Joking? Nope. Try this new Golf GT. Fire it up, plant boot and it’s a rocket-ship, a sensible shopping hatch on P. For that 240Nm of torque is available anywhere from 1750rpm to 4500, not far below the 125kW power peak. All that torque for so much of the rev range makes a powerful punch in any language, but particularly in a car this size. Diesels are renowned for their torque, yet the 1.4 diesel now launched in the Polo only manages 180Nm.

So how do they do it? Put very simply, both turbochargers and superchargers supply air under pressure to the engine, to increase combustion efficiency – thus offering more power from any given unit.

But because a turbocharger’s turbine is driven by exhaust gases, it doesn’t operate until the engine’s already turning over at a fair rate of knots. Below that optimum rpm, there’s not much on offer, hence turbo lag, the period of ordinary drive before a turbocharger’s boost comes in.
But a supercharger actively drives the air, so it can work at lower revs. The combination that VW has harnessed uses a belt-driven Eaton supercharger at lower revs, to boost performance before the Borg-Warner turbocharger cuts in.

Better yet, here the exhaust gases are circulated back through the system to ensure unburned fuel is recycled. It’s a very busy little unit. At low revs the supercharger comes into play; from 2400 to 3500 both super and turbochargers operate with thesupercharger deactivated via a magnetic clutch at 3500rpm.

The change-over is seamless.

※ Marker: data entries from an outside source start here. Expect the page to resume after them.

//! Stamp service
//!
//! Owns every stamp-related index: committed stamps (a segmented store keyed
//! by stamp sequence), pending stamps, aliases and comments. All of them
//! share one sequence space.
//!
//! # Visibility
//!
//! Reads of a stamp take the visibility gate shared; a commit finalizes its
//! whole batch while holding it exclusively. A reader therefore sees either
//! none or all of one commit's stamps.

use std::collections::HashMap;
use std::path::{Path, PathBuf};
use std::sync::atomic::{AtomicU32, Ordering};

use parking_lot::RwLock;

use super::alias::{AliasWalk, StampAliasMap};
use super::comment::StampCommentMap;
use super::pending::{PendingStampMap, UncommittedStamp};
use super::stamp::{Stamp, StampKey, CANCELED_TIME};
use super::status::Status;
use crate::store::{SegmentedObjectStore, StoreResult};

pub const STAMP_FOLDER: &str = "stamps";
pub const STAMP_SUFFIX: &str = ".stamp";
pub const ALIAS_FILE: &str = "stamp-alias.map";
pub const COMMENT_FILE: &str = "stamp-comment.map";

pub struct StampService {
    directory: PathBuf,
    committed: SegmentedObjectStore<Stamp>,
    interned: RwLock<HashMap<Stamp, u32>>,
    pending: PendingStampMap,
    aliases: StampAliasMap,
    comments: StampCommentMap,
    next_sequence: AtomicU32,
    visibility: RwLock<()>,
}

impl StampService {
    /// Opens the stamp indexes under `directory`. Missing files mean empty
    /// indexes.
    pub fn open(directory: impl Into<PathBuf>, segment_size: usize) -> StoreResult<Self> {
        let directory = directory.into();
        let committed =
            SegmentedObjectStore::open(directory.join(STAMP_FOLDER), STAMP_SUFFIX, segment_size)?;

        let mut interned = HashMap::new();
        for entry in committed.stream() {
            let (sequence, stamp) = entry?;
            interned.entry(stamp).or_insert(sequence);
        }
        let next_sequence = committed.last_sequence().map_or(0, |last| last + 1);

        Ok(Self {
            aliases: StampAliasMap::read(&directory.join(ALIAS_FILE))?,
            comments: StampCommentMap::read(&directory.join(COMMENT_FILE))?,
            directory,
            committed,
            interned: RwLock::new(interned),
            pending: PendingStampMap::new(),
            next_sequence: AtomicU32::new(next_sequence),
            visibility: RwLock::new(()),
        })
    }

    pub fn directory(&self) -> &Path {
        &self.directory
    }

    fn allocate_sequence(&self) -> u32 {
        self.next_sequence.fetch_add(1, Ordering::AcqRel)
    }

    /// The sequence the next new stamp will receive.
    pub fn next_sequence(&self) -> u32 {
        self.next_sequence.load(Ordering::Acquire)
    }

    /// Raises the sequence counter to at least `next`.
    pub fn reserve_sequences_below(&self, next: u32) {
        self.next_sequence.fetch_max(next, Ordering::AcqRel);
    }

    /// Returns the pending sequence for the tuple, allocating one the first
    /// time the tuple is seen since the last commit.
    pub fn add_uncommitted_stamp(&self, status: Status, author: u32, module: u32, path: u32) -> u32 {
        // validates the tuple
        let stamp = Stamp::uncommitted(status, author, module, path);
        self.pending
            .add_uncommitted_stamp(stamp.key(), || self.allocate_sequence())
    }

    /// Returns the sequence of `stamp`. A committed stamp is interned: an
    /// identical one already stored yields the same sequence. An uncommitted
    /// stamp goes through the pending map.
    pub fn get_stamp_sequence(&self, stamp: &Stamp) -> u32 {
        if stamp.is_uncommitted() {
            return self.pending.add_uncommitted_stamp(stamp.key(), || self.allocate_sequence());
        }
        if let Some(&sequence) = self.interned.read().get(stamp) {
            return sequence;
        }

        let mut interned = self.interned.write();
        if let Some(&sequence) = interned.get(stamp) {
            return sequence;
        }
        let sequence = self.allocate_sequence();
        self.committed.put(sequence, stamp);
        interned.insert(*stamp, sequence);
        sequence
    }

    /// Returns the committed stamp at `sequence`, or the uncommitted stamp if
    /// the sequence is still pending.
    pub fn get_stamp(&self, sequence: u32) -> StoreResult<Option<Stamp>> {
        let _visible = self.visibility.read();
        if let Some(stamp) = self.committed.get(sequence)? {
            return Ok(Some(stamp));
        }
        Ok(self
            .pending
            .key_for_sequence(sequence)
            .map(|key| Stamp::uncommitted(key.status, key.author, key.module, key.path)))
    }

    pub fn is_uncommitted(&self, sequence: u32) -> bool {
        let _visible = self.visibility.read();
        !self.committed.contains_key(sequence) && self.pending.contains_sequence(sequence)
    }

    /// Number of committed (including cancelled) stamps.
    pub fn stamp_count(&self) -> usize {
        self.committed.len()
    }

    /// Number of pending stamps.
    pub fn pending_count(&self) -> usize {
        self.pending.len()
    }

    /// Pending stamps ordered by sequence.
    pub fn pending_stamps(&self) -> Vec<UncommittedStamp> {
        self.pending.snapshot()
    }

    /// Human-readable form of one stamp, with its comment and aliases.
    pub fn describe_stamp(&self, sequence: u32) -> StoreResult<String> {
        let mut description = match self.get_stamp(sequence)? {
            Some(stamp) => format!("{}: {}", sequence, stamp),
            None => return Ok(format!("{}: <no stamp>", sequence)),
        };
        if let Some(comment) = self.comments.get_comment(sequence) {
            description.push_str(&format!(" comment: {:?}", comment));
        }
        let aliases = self.aliases.get_aliases(sequence);
        if !aliases.is_empty() {
            description.push_str(&format!(" aliases: {:?}", aliases));
        }
        Ok(description)
    }

    pub fn add_alias(&self, stamp: u32, alias: u32) -> AliasWalk {
        self.aliases.add_alias(stamp, alias)
    }

    pub fn get_aliases(&self, stamp: u32) -> Vec<u32> {
        self.aliases.get_aliases(stamp)
    }

    pub fn alias_count(&self) -> usize {
        self.aliases.len()
    }

    pub fn add_comment(&self, stamp: u32, comment: impl Into<String>) {
        self.comments.add_comment(stamp, comment);
    }

    pub fn get_comment(&self, stamp: u32) -> Option<String> {
        self.comments.get_comment(stamp)
    }

    pub fn comment_count(&self) -> usize {
        self.comments.len()
    }

    /// Moves the pending stamps into an in-flight batch for a commit.
    pub(crate) fn begin_commit(&self) -> Vec<UncommittedStamp> {
        self.pending.begin_commit()
    }

    /// Makes the in-flight batch pending again.
    pub(crate) fn revert_commit(&self) {
        self.pending.revert_commit();
    }

    /// Writes every stamp of `batch` at `time` as one visible step and
    /// returns their sequences.
    pub(crate) fn finalize(
        &self,
        batch: &[UncommittedStamp],
        time: i64,
        comment: Option<&str>,
    ) -> Vec<u32> {
        let stamps: Vec<(u32, Stamp)> = batch
            .iter()
            .map(|pending| (pending.sequence, final_stamp(&pending.key, time)))
            .collect();

        let _visible = self.visibility.write();
        {
            let mut interned = self.interned.write();
            for (sequence, stamp) in &stamps {
                self.committed.put(*sequence, stamp);
                interned.entry(*stamp).or_insert(*sequence);
            }
        }
        if let Some(comment) = comment {
            for (sequence, _) in &stamps {
                self.comments.add_comment(*sequence, comment);
            }
        }
        self.pending.complete_commit();

        stamps.into_iter().map(|(sequence, _)| sequence).collect()
    }

    /// Finalizes every pending stamp as cancelled and returns their
    /// sequences.
    pub(crate) fn cancel_pending(&self) -> Vec<u32> {
        let batch = self.pending.begin_commit();
        self.finalize(&batch, CANCELED_TIME, None)
    }

    /// Writes committed stamps, aliases and comments. Returns the number of
    /// stamp segments written.
    pub fn write(&self) -> StoreResult<usize> {
        let segments = self.committed.write()?;
        self.aliases.write(&self.directory.join(ALIAS_FILE))?;
        self.comments.write(&self.directory.join(COMMENT_FILE))?;
        Ok(segments)
    }
}

fn final_stamp(key: &StampKey, time: i64) -> Stamp {
    if time == CANCELED_TIME {
        Stamp::new(Status::Canceled, time, key.author, key.module, key.path)
    } else {
        key.at(time)
    }
}

impl std::fmt::Debug for StampService {
    fn fmt(&self, f: &mut std::fmt::Formatter<'_>) -> std::fmt::Result {
        f.debug_struct("StampService")
            .field("directory", &self.directory)
            .field("stamps", &self.stamp_count())
            .field("pending", &self.pending_count())
            .field("next_sequence", &self.next_sequence())
            .finish()
    }
}

#[cfg(test)]
mod tests {
    use super::*;
    use tempfile::TempDir;

    fn service(dir: &Path) -> StampService {
        StampService::open(dir, 16).unwrap()
    }

    #[test]
    fn test_first_pending_sequence_is_zero() {
        let temp_dir = TempDir::new().unwrap();
        let stamps = service(temp_dir.path());
        assert_eq!(stamps.add_uncommitted_stamp(Status::Active, 5, 6, 7), 0);
        assert_eq!(stamps.add_uncommitted_stamp(Status::Active, 5, 6, 7), 0);
        assert_eq!(stamps.add_uncommitted_stamp(Status::Inactive, 5, 6, 7), 1);
        assert!(stamps.is_uncommitted(0));
    }

    #[test]
    fn test_out_of_range_tuple_allocates_nothing() {
        let temp_dir = TempDir::new().unwrap();
        let stamps = service(temp_dir.path());

        let rejected = std::panic::catch_unwind(std::panic::AssertUnwindSafe(|| {
            stamps.add_uncommitted_stamp(Status::Active, i32::MAX as u32 + 1, 6, 7)
        }));
        assert!(rejected.is_err());
        assert_eq!(stamps.next_sequence(), 0);
        assert_eq!(stamps.pending_count(), 0);
        assert_eq!(stamps.add_uncommitted_stamp(Status::Active, i32::MAX as u32, 6, 7), 0);
    }

    #[test]
    fn test_pending_stamp_reads_as_uncommitted() {
        let temp_dir = TempDir::new().unwrap();
        let stamps = service(temp_dir.path());
        let sequence = stamps.add_uncommitted_stamp(Status::Active, 5, 6, 7);
        let stamp = stamps.get_stamp(sequence).unwrap().unwrap();
        assert!(stamp.is_uncommitted());
        assert_eq!(stamps.get_stamp(99).unwrap(), None);
    }

    #[test]
    fn test_finalize_uses_one_time() {
        let temp_dir = TempDir::new().unwrap();
        let stamps = service(temp_dir.path());
        stamps.add_uncommitted_stamp(Status::Active, 5, 6, 7);
        stamps.add_uncommitted_stamp(Status::Active, 5, 6, 8);

        let batch = stamps.begin_commit();
        let finalized = stamps.finalize(&batch, 1_000, Some("init"));
        assert_eq!(finalized, vec![0, 1]);
        for sequence in finalized {
            let stamp = stamps.get_stamp(sequence).unwrap().unwrap();
            assert_eq!(stamp.time(), 1_000);
            assert_eq!(stamps.get_comment(sequence).as_deref(), Some("init"));
            assert!(!stamps.is_uncommitted(sequence));
        }
        assert_eq!(stamps.pending_count(), 0);
    }

    #[test]
    fn test_committed_stamps_are_interned() {
        let temp_dir = TempDir::new().unwrap();
        let stamps = service(temp_dir.path());
        let stamp = Stamp::new(Status::Active, 1_000, 1, 2, 3);
        let sequence = stamps.get_stamp_sequence(&stamp);
        assert_eq!(stamps.get_stamp_sequence(&stamp), sequence);
        assert_ne!(
            stamps.get_stamp_sequence(&Stamp::new(Status::Active, 1_001, 1, 2, 3)),
            sequence
        );
        assert_eq!(stamps.stamp_count(), 2);
    }

    #[test]
    fn test_cancel_marks_pending_canceled() {
        let temp_dir = TempDir::new().unwrap();
        let stamps = service(temp_dir.path());
        let sequence = stamps.add_uncommitted_stamp(Status::Active, 5, 6, 7);
        assert_eq!(stamps.cancel_pending(), vec![sequence]);

        let stamp = stamps.get_stamp(sequence).unwrap().unwrap();
        assert!(stamp.is_canceled());
        assert_eq!(stamp.status(), Status::Canceled);
    }

    #[test]
    fn test_reopen_continues_sequences() {
        let temp_dir = TempDir::new().unwrap();
        {
            let stamps = service(temp_dir.path());
            stamps.add_uncommitted_stamp(Status::Active, 5, 6, 7);
            let batch = stamps.begin_commit();
            stamps.finalize(&batch, 1_000, Some("init"));
            stamps.add_alias(0, 1);
            stamps.write().unwrap();
        }

        let stamps = service(temp_dir.path());
        assert_eq!(stamps.stamp_count(), 1);
        assert_eq!(stamps.next_sequence(), 1);
        assert_eq!(stamps.get_comment(0).as_deref(), Some("init"));
        assert_eq!(stamps.get_aliases(1), vec![0]);
        let interned = stamps.get_stamp_sequence(&Stamp::new(Status::Active, 1_000, 5, 6, 7));
        assert_eq!(interned, 0);
    }

    #[test]
    fn test_describe_stamp() {
        let temp_dir = TempDir::new().unwrap();
        let stamps = service(temp_dir.path());
        let sequence = stamps.get_stamp_sequence(&Stamp::new(Status::Active, 1_000, 5, 6, 7));
        stamps.add_comment(sequence, "init");
        let description = stamps.describe_stamp(sequence).unwrap();
        assert!(description.contains("ACTIVE"));
        assert!(description.contains("init"));
        assert!(stamps.describe_stamp(42).unwrap().contains("<no stamp>"));
    }
}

Meanwhile airflow is carefully controlled, at times going through the turbocharger twice.

The system involves temperatures higher than 1000 degrees. “Volvo’s five-cylinder turbo and the little Smart go that high in temperature, but both companies have problems with cooling,” Muller says.

This one doesn’t, thanks to some very complicated plumbing. “You can drive 211km/h for extended periods without using any fuel for cooling, which assists good fuel consumption even at high speed.”

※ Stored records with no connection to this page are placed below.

//! JSON output for CLI commands
//!
//! - One JSON object per command on stdout
//! - UTF-8 only

use std::io::{self, Write};

use serde_json::Value;

use super::errors::CliResult;

/// Write a success response to stdout
pub fn write_response(data: Value) -> CliResult<()> {
    let response = serde_json::json!({
        "status": "ok",
        "data": data
    });

    let mut stdout = io::stdout();
    serde_json::to_writer(&mut stdout, &response)?;
    writeln!(stdout)?;
    stdout.flush()?;

    Ok(())
}

/// Write an error response to stderr
pub fn write_error(code: &str, message: &str) -> CliResult<()> {
    let response = serde_json::json!({
        "status": "error",
        "code": code,
        "message": message
    });

    let mut stderr = io::stderr();
    serde_json::to_writer(&mut stderr, &response)?;
    writeln!(stderr)?;
    stderr.flush()?;

    Ok(())
}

It all sounds simple, but the technology required to combine the super and turbocharging, along with the direct injection that raises the compression ratio, makes for very high pressures within the system.

“Boost pressure is 2.5 bar,” Muller says. “Effective pressure is 1.5 over atmosphere, higher than Porsche’s 911 turbo which has only 1.1 bar of boost pressure.” But what about the soundtrack? “An Eaton supercharger or Rootes blower can sound like a jet plane – 160dBa is possible – and we had to reduce that,” says Muller. “(In) the first TSi cars, the supercharger dominated everything.”

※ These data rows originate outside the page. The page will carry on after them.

impl TermStore {
    /// True if `data_dir` holds a store that was flushed at least once.
    pub fn is_initialized(data_dir: &Path) -> bool {
        data_dir.join(META_FILE).exists()
    }

    /// Opens (or creates) the store under `config.data_dir`.
    pub fn open(config: Config) -> Result<Self> {
        config.validate()?;
        Logger::set_min_severity(config.severity()?);

        let dir = config.data_dir.clone();
        let dir_field = dir.display().to_string();
        let timer = Timer::new();
        log_event_with_fields(Event::StoreOpen, &[("data_dir", &dir_field)]);

        fs::create_dir_all(&dir).map_err(|e| {
            StoreError::io_error(format!("Failed to create data directory {}", dir.display()), e)
        })?;

        let metrics = Arc::new(MetricsRegistry::new());
        let identifiers = Arc::new(IdentifierIndex::new(
            &dir,
            IndexSettings {
                reverse_cache_capacity: config.reverse_cache_capacity,
                thread_cache_capacity: config.thread_cache_capacity,
            },
            Arc::clone(&metrics),
        ));
        let concepts = Arc::new(ComponentStore::open(&dir, ComponentKind::Concept, config.segment_size)?);
        let semantics =
            Arc::new(ComponentStore::open(&dir, ComponentKind::Semantic, config.segment_size)?);
        let stamps = Arc::new(StampService::open(&dir, config.segment_size)?);

        match read_meta(&dir)? {
            Some(meta) if meta.clean => {
                identifiers.reserve_below(meta.next_nid);
                stamps.reserve_sequences_below(meta.next_stamp_sequence);
            }
            meta => {
                if let Some(meta) = meta {
                    stamps.reserve_sequences_below(meta.next_stamp_sequence);
                }
                if identifiers.has_shard_files() {
                    identifiers.load_all()?;
                    log_event_with_fields(
                        Event::NidCounterRecovered,
                        &[("next_nid", &identifiers.next_nid().to_string())],
                    );
                }
            }
        }

        let registry = Arc::new(ActiveTaskRegistry::new());
        let commits = Arc::new(CommitService::new(
            Arc::clone(&stamps),
            Arc::clone(&concepts),
            Arc::clone(&semantics),
            Arc::clone(&registry),
            Arc::clone(&metrics),
        ));
        let pool = WorkerPool::new("termcore-worker", config.worker_threads);
        let write_permits = Arc::new(Semaphore::new(config.max_inflight_writes));

        log_event_with_fields(
            Event::StoreReady,
            &[("data_dir", &dir_field), ("elapsed_ms", &timer.elapsed_ms())],
        );

        Ok(Self {
            config,
            metrics,
            identifiers,
            concepts,
            semantics,
            stamps,
            commits,
            registry,
            pool,
            write_permits,
        })
    }

    pub fn config(&self) -> &Config {
        &self.config
    }

    pub fn data_dir(&self) -> &Path {
        &self.config.data_dir
    }

    pub fn metrics(&self) -> &MetricsRegistry {
        &self.metrics
    }

    pub fn identifiers(&self) -> &IdentifierIndex {
        &self.identifiers
    }

    pub fn stamps(&self) -> &StampService {
        &self.stamps
    }

    pub fn commits(&self) -> &CommitService {
        &self.commits
    }

    pub fn components(&self, kind: ComponentKind) -> &ComponentStore {
        match kind {
            ComponentKind::Concept => &self.concepts,
            ComponentKind::Semantic => &self.semantics,
        }
    }

    fn component_arc(&self, kind: ComponentKind) -> Arc<ComponentStore> {
        match kind {
            ComponentKind::Concept => Arc::clone(&self.concepts),
            ComponentKind::Semantic => Arc::clone(&self.semantics),
        }
    }

    /// Resolves `uuid`, assigning a nid on first use.
    pub fn get_nid(&self, uuid: &Uuid) -> Result<i32> {
        Ok(self.identifiers.get_nid(uuid)?)
    }

    /// Resolves a component known by several UUIDs to one nid.
    pub fn get_nid_for_uuids(&self, uuids: &[Uuid]) -> Result<i32> {
        Ok(self.identifiers.get_nid_for_uuids(uuids)?)
    }

    /// UUIDs mapped to `nid`.
    pub fn get_uuids(&self, nid: i32) -> Result<Vec<Uuid>> {
        Ok(self.identifiers.get_keys_for_value(nid)?)
    }

    /// Sequence of `nid` in the namespace of `kind`, assigning one if
    /// missing.
    pub fn sequence_for(&self, kind: ComponentKind, nid: i32) -> u32 {
        let sequences = self.components(kind).sequences();
        let existing = sequences.get_sequence(nid);
        let sequence = sequences.add_nid_if_missing(nid);
        if existing.is_none() {
            self.metrics.increment_sequences_assigned();
        }
        sequence
    }

    /// Returns the pending stamp sequence for the tuple.
    pub fn add_uncommitted_stamp(&self, status: Status, author: u32, module: u32, path: u32) -> u32 {
        self.stamps.add_uncommitted_stamp(status, author, module, path)
    }

    /// Stores a component version and queues it for the next commit.
    pub fn write_component(&self, kind: ComponentKind, nid: i32, bytes: Vec<u8>, needs_check: bool) -> u32 {
        write_and_queue(
            self.components(kind),
            &self.commits,
            &self.metrics,
            nid,
            bytes,
            needs_check,
        )
    }

    /// `write_component` on the worker pool. Blocks while
    /// `max_inflight_writes` writes are already in flight.
    pub fn submit_write(
        &self,
        kind: ComponentKind,
        nid: i32,
        bytes: Vec<u8>,
        needs_check: bool,
    ) -> Result<TaskHandle<u32>> {
        let permit = self.write_permits.acquire();
        let store = self.component_arc(kind);
        let commits = Arc::clone(&self.commits);
        let metrics = Arc::clone(&self.metrics);
        let registry = Arc::clone(&self.registry);
        let label = format!("write {} {}", kind, nid);
        let description = label.clone();

        self.metrics.increment_write_tasks();
        let handle = self.pool.submit(&label, move || {
            let _permit = permit;
            let _active = registry.begin(description);
            write_and_queue(&store, &commits, &metrics, nid, bytes, needs_check)
        })?;
        Ok(handle)
    }

    /// Commits every pending stamp and queued component. `Ok(None)` means
    /// nothing was committed: a checker raised an ERROR alert, or nothing
    /// was pending.
    pub fn commit(&self, comment: Option<&str>) -> Result<Option<CommitRecord>> {
        Ok(self.commits.commit(comment)?)
    }

    /// `commit` on the worker pool.
    pub fn submit_commit(
        &self,
        comment: Option<String>,
    ) -> Result<TaskHandle<CommitResult<Option<CommitRecord>>>> {
        let commits = Arc::clone(&self.commits);
        let handle = self
            .pool
            .submit("commit", move || commits.commit(comment.as_deref()))?;
        Ok(handle)
    }

    /// Discards pending edits; returns the cancelled stamp sequences.
    pub fn cancel(&self) -> Vec<u32> {
        self.commits.cancel()
    }

    /// Runs the registered checkers over the stored version of `nid` in the
    /// edit phase. A nid with no sequence in `kind` has nothing to check.
    pub fn check_component(&self, kind: ComponentKind, nid: i32) -> Result<Vec<Alert>> {
        match self.components(kind).sequences().get_sequence(nid) {
            Some(sequence) => Ok(self.commits.check_edit(kind, sequence)?),
            None => Ok(Vec::new()),
        }
    }

    pub fn add_checker(&self, checker: Arc<dyn ChangeChecker>) {
        self.commits.add_checker(checker);
    }

    pub fn add_listener(&self, listener: Arc<dyn CommitListener>) {
        self.commits.add_listener(listener);
    }

    /// Descriptions of running commit and write tasks.
    pub fn active_tasks(&self) -> Vec<String> {
        self.registry.active()
    }

    /// Writes every dirty index to disk.
    pub fn flush(&self) -> Result<()> {
        let dir = self.data_dir();
        let scope = ObservationScope::new("STORE_FLUSH");

        self.write_meta(false)?;
        let shards = self.identifiers.flush()?;
        let concept_segments = self.concepts.flush(dir)?;
        let semantic_segments = self.semantics.flush(dir)?;
        let stamp_segments = self.stamps.write()?;
        self.write_meta(true)?;

        let fields = [
            ("shards", shards.to_string()),
            ("concept_segments", concept_segments.to_string()),
            ("semantic_segments", semantic_segments.to_string()),
            ("stamp_segments", stamp_segments.to_string()),
        ];
        let fields: Vec<(&str, &str)> = fields.iter().map(|(k, v)| (*k, v.as_str())).collect();
        scope.complete_with_fields(&fields);
        Ok(())
    }

    fn write_meta(&self, clean: bool) -> Result<()> {
        let meta = StoreMeta {
            format_version: FORMAT_VERSION,
            next_nid: self.identifiers.next_nid(),
            next_stamp_sequence: self.stamps.next_sequence(),
            clean,
        };
        let json = serde_json::to_vec_pretty(&meta).map_err(|e| Error::Metadata(e.to_string()))?;
        write_atomically(&self.data_dir().join(META_FILE), |w| {
            std::io::Write::write_all(w, &json)
        })?;
        Ok(())
    }

    /// Waits for background tasks, then flushes. A pool that does not stop
    /// within `shutdown_timeout_ms` is a fatal error; the flush still runs.
    pub fn shutdown(&self) -> Result<()> {
        let timeout = Duration::from_millis(self.config.shutdown_timeout_ms);
        let drained = self.pool.shutdown(timeout);
        self.flush()?;
        drained?;
        log_event_with_fields(
            Event::StoreClosed,
            &[("data_dir", &self.data_dir().display().to_string())],
        );
        Ok(())
    }

    pub fn stats(&self) -> StoreStats {
        StoreStats {
            data_dir: self.config.data_dir.clone(),
            loaded_shards: self.identifiers.loaded_shard_count(),
            loaded_uuids: self.identifiers.loaded_len(),
            next_nid: self.identifiers.next_nid(),
            concept_sequences: self.concepts.sequences().len(),
            semantic_sequences: self.semantics.sequences().len(),
            concepts: self.concepts.len(),
            semantics: self.semantics.len(),
            stamps: self.stamps.stamp_count(),
            pending_stamps: self.stamps.pending_count(),
            aliases: self.stamps.alias_count(),
            comments: self.stamps.comment_count(),
            active_tasks: self.registry.len(),
            metrics: self.metrics.snapshot(),
        }
    }
}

Not now. Placing the supercharger low, behind the engine and beneath the driver’s level, helps; as does strategic placement of covers.

The result is this level of performance – Muller says 67 percent more power and 82 percent more torque than from a conventional engine of the same capacity, combined with a claimed 7.2 litres/100km fuel consumption in the Golf GT, and low emissions.

This achievement, combined with the level of reliability and longevity, won VW’s TSi the 2006 international engine of the year award.

Demo cars are touring New Zealand now, with stock arriving in January. The GT slots in just below the hot GTi hatch, and will sell for $47,990.

What next? Well, once punters get used to the idea that a small engine can produce oodles of power, we’ll get even smaller capacity versions, with a bit less power than this one and lower thirst. After all, TSi isn’t designed for sporting applications. It’s meant to bring reduced fuel use with good driving behaviour.

VW would eventually like to take it to bigger cars, and to other fuels. It’s working on TSi with CNG, which will first be fitted to a Passat.Other new VWs come as something of an anti-climax after this stuff.

But launched in the shadow of this giant-killing technology came more from the German brand – the $26,990 diesel Polo; the $31,990 CrossPolo, a mildly SUV-styled 2WD hatch that will appeal to city slicker style-seekers; and the Eos – a rather handsome convertible with an electrically folding hardtop roof, and driven by a 2.0 T-FSI engine, at $53,990, or by the soon-to-arrive 3.2 V6 from the Golf R32 hot hatch.